Collected data:
____________

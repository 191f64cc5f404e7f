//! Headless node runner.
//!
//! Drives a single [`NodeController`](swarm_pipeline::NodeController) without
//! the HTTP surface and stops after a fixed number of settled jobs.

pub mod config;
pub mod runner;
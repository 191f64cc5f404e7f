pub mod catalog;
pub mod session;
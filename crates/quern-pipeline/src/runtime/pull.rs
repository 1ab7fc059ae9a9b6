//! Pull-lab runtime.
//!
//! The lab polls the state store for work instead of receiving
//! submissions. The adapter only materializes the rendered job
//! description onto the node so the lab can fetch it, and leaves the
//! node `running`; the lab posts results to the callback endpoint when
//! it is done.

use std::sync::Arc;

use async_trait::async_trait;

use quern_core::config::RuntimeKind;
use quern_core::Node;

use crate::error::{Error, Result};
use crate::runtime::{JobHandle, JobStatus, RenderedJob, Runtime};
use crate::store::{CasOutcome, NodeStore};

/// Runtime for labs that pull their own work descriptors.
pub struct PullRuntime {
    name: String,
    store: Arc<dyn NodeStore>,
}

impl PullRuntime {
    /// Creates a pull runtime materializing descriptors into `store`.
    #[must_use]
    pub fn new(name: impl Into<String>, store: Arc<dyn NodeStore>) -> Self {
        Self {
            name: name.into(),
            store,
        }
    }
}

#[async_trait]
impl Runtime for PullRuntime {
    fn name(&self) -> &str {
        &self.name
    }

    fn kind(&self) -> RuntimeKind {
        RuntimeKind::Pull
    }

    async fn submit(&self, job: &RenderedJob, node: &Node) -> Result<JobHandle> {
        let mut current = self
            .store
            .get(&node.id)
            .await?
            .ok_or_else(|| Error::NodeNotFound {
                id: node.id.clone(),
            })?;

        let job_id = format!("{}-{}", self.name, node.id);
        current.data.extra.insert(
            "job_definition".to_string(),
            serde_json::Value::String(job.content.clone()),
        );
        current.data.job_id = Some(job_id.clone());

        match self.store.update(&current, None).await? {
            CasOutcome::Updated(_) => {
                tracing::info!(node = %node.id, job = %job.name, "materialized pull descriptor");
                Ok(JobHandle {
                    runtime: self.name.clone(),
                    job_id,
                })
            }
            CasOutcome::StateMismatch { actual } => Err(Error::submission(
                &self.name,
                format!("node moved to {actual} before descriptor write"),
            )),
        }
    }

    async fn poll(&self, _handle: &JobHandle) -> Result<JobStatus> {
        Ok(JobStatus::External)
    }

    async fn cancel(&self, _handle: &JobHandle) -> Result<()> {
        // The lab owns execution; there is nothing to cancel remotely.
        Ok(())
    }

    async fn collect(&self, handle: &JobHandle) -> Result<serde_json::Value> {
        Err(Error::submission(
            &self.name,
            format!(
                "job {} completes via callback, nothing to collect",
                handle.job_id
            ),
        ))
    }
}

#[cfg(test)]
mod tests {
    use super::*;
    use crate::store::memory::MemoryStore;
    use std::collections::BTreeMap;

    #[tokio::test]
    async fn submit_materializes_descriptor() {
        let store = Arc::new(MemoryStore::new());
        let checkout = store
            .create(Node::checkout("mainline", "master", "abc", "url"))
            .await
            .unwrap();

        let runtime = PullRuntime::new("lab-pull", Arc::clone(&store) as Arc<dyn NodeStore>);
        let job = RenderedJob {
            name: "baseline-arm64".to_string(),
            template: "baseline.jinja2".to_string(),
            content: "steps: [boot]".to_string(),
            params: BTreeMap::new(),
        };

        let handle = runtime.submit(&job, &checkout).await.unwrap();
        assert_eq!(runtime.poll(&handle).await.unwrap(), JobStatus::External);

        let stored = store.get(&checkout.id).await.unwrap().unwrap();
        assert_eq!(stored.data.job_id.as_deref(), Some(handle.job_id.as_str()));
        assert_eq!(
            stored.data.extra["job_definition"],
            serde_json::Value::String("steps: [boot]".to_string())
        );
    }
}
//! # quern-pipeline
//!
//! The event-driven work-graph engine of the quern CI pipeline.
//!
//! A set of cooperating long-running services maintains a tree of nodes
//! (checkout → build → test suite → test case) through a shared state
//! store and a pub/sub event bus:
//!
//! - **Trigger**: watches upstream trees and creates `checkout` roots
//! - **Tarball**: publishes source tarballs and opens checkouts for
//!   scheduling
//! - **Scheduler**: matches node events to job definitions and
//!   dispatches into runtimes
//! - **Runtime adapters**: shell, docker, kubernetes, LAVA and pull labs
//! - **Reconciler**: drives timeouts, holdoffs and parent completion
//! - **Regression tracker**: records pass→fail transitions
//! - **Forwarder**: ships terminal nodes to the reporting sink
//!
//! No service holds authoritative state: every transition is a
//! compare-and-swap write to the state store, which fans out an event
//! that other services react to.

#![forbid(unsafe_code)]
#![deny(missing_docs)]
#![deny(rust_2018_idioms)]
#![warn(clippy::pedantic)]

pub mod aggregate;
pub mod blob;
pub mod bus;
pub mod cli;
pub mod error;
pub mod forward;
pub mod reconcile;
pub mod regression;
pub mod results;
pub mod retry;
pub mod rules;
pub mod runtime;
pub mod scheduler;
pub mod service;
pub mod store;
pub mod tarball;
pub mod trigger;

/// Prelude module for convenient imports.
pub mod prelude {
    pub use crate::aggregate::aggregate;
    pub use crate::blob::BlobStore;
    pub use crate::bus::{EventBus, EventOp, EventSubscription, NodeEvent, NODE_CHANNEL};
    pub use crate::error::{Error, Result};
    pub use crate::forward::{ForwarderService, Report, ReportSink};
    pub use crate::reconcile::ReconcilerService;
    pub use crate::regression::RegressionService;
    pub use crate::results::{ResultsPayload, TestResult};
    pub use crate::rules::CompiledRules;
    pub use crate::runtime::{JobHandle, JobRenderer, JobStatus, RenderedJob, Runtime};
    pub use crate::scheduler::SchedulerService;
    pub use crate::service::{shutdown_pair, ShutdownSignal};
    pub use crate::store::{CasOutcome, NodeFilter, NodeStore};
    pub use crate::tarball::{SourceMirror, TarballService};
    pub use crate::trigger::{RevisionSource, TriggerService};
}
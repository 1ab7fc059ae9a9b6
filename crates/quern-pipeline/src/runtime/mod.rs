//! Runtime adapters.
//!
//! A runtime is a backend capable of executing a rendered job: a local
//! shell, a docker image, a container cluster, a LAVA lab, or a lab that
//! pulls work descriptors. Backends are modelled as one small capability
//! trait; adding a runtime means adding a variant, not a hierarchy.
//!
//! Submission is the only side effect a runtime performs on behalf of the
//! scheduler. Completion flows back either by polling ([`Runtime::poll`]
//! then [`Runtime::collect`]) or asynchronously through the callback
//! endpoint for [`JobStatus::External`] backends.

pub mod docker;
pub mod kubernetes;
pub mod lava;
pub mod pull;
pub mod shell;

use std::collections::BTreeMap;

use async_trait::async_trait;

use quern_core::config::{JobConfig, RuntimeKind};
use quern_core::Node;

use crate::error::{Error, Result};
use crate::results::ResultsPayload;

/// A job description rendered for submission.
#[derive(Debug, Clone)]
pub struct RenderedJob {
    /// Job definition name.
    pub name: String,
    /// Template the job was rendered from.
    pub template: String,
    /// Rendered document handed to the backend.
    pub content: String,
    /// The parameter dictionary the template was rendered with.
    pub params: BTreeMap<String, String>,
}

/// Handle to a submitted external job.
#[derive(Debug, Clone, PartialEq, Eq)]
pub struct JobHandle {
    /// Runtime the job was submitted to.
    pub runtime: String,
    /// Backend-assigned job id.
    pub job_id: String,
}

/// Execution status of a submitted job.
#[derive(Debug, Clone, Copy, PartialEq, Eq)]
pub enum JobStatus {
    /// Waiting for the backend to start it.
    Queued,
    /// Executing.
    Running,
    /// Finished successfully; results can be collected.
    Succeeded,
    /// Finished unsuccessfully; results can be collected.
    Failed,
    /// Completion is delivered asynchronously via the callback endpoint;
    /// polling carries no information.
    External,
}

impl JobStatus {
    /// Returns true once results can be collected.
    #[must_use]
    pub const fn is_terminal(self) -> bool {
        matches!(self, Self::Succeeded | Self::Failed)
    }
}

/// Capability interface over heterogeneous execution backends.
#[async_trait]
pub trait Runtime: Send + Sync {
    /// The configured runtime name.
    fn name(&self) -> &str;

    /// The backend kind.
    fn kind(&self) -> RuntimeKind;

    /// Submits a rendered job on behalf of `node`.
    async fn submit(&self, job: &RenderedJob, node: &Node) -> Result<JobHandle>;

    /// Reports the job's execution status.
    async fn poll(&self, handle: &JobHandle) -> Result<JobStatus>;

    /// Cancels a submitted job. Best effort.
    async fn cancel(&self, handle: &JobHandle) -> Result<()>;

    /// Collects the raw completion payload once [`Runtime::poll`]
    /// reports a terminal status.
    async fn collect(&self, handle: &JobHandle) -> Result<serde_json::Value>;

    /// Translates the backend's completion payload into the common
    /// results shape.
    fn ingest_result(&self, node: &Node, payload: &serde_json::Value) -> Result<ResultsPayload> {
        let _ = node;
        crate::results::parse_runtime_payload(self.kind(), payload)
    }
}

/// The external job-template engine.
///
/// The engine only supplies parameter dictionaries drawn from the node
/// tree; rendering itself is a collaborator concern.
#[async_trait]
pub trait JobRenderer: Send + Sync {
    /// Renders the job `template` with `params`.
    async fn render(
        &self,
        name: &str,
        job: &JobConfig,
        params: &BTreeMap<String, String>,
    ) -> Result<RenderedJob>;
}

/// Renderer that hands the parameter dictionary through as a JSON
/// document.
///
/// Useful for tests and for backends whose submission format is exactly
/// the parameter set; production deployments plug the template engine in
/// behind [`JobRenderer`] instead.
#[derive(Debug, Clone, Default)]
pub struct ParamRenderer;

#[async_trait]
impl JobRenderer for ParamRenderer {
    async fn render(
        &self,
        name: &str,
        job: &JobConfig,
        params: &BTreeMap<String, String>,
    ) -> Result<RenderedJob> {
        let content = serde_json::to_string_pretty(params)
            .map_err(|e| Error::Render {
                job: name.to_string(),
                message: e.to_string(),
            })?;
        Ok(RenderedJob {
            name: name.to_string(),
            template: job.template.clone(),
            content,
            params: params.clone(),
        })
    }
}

____________

• [WHAT NEEDS TO BE DONE]: Keeping every character as it is, restate the lines above that run from the line with "pub mod shell;" through the line with "rendered for submission.", both included, and nothing else.

• [COMPLETED EXERCISE]:
pub mod shell;

use std::collections::BTreeMap;

use async_trait::async_trait;

use quern_core::config::{JobConfig, RuntimeKind};
use quern_core::Node;

use crate::error::{Error, Result};
use crate::results::ResultsPayload;

/// A job description rendered for submission.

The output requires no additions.